The problem – Whenever the word "shutdown" appears in a line of the listing, copy that line.
※
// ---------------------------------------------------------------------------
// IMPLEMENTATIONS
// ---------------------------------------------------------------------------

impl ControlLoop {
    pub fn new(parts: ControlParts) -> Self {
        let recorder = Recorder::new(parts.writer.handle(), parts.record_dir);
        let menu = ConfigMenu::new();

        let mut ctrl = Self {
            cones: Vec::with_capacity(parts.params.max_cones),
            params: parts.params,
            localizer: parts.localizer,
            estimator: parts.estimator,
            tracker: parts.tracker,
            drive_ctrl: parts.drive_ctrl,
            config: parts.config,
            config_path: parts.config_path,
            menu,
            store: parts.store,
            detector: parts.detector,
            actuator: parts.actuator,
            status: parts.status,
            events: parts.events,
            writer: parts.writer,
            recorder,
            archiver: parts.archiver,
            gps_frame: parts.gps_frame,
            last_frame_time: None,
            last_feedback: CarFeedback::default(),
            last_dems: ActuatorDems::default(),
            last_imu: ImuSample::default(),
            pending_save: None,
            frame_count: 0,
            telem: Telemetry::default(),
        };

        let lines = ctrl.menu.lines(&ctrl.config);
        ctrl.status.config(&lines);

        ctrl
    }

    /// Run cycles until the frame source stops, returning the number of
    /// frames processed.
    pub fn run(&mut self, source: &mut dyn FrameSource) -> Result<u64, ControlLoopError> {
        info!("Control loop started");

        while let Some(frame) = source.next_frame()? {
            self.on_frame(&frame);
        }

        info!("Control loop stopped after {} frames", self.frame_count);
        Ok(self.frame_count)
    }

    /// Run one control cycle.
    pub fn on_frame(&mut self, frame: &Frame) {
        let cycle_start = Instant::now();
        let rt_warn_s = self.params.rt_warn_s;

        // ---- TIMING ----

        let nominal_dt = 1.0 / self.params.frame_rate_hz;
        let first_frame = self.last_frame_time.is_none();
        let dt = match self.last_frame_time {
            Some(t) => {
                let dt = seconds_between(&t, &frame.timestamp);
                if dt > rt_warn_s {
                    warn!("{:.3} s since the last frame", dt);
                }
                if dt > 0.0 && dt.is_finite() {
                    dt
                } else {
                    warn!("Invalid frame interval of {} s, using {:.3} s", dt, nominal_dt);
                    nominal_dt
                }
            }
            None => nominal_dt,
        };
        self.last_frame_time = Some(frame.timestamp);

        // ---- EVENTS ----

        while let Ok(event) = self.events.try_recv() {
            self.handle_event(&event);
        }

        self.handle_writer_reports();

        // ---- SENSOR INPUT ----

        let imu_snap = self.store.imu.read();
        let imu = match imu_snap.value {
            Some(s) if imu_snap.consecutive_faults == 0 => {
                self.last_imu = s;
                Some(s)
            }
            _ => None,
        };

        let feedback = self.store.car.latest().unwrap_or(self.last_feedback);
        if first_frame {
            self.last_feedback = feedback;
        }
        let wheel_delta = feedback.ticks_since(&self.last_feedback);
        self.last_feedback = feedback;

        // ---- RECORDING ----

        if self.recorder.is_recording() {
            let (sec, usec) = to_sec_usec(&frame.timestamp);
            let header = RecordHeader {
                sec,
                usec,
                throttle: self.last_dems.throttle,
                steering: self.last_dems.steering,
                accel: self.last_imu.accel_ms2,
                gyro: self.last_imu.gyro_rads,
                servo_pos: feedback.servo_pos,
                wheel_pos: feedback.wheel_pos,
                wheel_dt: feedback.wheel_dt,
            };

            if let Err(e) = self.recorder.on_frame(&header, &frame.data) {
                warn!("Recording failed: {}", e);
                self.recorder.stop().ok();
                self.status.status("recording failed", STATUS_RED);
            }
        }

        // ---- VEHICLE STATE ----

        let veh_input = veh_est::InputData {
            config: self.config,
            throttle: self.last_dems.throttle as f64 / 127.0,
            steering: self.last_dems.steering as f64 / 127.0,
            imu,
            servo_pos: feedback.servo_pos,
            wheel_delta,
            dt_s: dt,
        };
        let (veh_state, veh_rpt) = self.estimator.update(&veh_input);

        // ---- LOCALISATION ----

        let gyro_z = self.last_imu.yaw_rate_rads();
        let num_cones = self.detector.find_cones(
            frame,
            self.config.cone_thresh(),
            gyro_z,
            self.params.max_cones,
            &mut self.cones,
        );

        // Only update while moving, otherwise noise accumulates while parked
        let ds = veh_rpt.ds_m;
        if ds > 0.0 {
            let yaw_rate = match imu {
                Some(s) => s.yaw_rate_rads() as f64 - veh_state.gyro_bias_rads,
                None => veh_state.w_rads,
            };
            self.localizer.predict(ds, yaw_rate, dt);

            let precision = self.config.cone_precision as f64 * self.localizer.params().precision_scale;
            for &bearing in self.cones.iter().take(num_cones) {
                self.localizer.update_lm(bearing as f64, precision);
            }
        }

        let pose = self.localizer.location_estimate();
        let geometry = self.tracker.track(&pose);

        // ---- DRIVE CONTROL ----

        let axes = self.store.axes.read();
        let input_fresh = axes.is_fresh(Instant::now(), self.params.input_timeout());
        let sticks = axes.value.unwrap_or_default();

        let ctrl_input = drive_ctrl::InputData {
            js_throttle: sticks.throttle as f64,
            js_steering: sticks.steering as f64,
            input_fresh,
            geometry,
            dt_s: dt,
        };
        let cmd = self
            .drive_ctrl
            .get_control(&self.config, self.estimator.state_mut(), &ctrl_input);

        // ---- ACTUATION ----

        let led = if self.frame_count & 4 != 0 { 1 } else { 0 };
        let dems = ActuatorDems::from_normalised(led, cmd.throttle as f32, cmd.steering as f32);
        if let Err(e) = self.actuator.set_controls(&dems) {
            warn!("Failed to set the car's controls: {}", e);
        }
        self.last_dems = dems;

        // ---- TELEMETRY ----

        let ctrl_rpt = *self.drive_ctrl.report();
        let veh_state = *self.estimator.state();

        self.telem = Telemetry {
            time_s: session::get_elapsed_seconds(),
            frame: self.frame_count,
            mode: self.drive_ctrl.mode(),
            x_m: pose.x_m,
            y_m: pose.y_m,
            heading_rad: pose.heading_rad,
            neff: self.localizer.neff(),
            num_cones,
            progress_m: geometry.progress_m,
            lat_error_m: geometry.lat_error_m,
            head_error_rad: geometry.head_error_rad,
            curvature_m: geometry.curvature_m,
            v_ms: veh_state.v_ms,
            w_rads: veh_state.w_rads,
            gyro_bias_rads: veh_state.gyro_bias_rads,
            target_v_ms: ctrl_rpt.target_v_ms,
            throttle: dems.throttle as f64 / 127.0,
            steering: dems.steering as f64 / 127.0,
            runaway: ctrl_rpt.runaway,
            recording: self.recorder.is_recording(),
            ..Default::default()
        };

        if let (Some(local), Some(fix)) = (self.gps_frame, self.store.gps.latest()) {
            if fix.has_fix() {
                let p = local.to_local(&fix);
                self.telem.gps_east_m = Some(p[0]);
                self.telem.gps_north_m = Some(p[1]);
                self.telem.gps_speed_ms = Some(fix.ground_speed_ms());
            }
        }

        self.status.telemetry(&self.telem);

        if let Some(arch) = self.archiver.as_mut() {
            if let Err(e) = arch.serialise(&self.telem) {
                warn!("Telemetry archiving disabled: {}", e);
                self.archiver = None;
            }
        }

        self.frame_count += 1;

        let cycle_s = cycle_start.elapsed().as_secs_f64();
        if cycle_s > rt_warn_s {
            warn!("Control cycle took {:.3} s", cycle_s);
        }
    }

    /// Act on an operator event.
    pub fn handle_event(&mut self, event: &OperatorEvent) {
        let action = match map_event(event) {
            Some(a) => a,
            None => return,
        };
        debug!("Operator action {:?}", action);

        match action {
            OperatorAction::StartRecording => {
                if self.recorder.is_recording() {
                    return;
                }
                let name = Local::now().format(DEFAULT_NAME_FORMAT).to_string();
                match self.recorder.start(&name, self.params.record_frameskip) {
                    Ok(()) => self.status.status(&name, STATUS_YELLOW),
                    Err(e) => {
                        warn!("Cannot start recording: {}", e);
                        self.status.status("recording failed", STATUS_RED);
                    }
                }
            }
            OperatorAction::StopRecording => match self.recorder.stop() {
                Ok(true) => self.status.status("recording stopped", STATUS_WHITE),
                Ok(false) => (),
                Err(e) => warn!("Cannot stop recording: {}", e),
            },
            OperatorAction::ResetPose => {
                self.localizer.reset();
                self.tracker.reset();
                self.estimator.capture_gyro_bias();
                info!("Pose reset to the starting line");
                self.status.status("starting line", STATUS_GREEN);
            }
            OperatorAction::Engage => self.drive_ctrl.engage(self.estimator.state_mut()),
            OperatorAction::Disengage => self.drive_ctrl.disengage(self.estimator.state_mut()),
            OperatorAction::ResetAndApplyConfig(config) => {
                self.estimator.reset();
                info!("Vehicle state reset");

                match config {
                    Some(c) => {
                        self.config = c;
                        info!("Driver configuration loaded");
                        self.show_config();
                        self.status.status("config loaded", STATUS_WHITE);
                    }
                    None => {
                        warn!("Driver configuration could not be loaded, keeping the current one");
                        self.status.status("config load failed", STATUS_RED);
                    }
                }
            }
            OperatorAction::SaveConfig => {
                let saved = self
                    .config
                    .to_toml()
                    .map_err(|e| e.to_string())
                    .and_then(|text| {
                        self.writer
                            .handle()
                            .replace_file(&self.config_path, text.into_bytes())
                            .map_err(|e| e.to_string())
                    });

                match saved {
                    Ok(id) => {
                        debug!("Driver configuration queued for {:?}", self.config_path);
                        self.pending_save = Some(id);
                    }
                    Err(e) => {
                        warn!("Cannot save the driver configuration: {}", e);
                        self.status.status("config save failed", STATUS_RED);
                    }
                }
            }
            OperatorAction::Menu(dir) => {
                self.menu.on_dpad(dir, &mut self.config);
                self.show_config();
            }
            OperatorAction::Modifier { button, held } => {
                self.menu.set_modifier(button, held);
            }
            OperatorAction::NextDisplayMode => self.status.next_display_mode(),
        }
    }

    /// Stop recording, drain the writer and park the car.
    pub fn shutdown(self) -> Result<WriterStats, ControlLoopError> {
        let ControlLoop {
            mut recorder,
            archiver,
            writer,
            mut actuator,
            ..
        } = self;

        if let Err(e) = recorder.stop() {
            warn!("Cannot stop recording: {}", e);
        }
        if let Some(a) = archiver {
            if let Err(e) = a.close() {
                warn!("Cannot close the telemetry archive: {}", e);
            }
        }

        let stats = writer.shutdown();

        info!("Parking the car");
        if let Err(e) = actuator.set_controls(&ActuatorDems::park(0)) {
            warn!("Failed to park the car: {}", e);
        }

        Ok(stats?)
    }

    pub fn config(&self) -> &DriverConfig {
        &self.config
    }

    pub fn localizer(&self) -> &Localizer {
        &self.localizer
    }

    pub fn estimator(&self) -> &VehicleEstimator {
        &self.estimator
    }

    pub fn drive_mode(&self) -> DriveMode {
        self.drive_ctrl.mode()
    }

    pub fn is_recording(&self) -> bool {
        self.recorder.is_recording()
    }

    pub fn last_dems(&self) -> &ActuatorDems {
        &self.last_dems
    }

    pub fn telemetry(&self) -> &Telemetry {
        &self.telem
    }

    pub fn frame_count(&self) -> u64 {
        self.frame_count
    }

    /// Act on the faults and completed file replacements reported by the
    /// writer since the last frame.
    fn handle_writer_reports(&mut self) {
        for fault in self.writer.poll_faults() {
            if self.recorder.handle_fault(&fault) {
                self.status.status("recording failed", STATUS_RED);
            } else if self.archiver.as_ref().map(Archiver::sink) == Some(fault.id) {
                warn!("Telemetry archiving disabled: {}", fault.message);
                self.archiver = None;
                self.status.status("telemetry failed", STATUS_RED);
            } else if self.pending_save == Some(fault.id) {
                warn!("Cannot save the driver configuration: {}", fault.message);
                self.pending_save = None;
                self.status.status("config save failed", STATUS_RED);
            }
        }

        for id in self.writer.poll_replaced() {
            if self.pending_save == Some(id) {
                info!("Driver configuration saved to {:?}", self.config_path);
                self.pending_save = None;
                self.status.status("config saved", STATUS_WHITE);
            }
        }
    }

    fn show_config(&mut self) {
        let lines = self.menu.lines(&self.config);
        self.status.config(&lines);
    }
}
※
Answer space –
    pub fn shutdown(self) -> Result<WriterStats, ControlLoopError> {
        let stats = writer.shutdown();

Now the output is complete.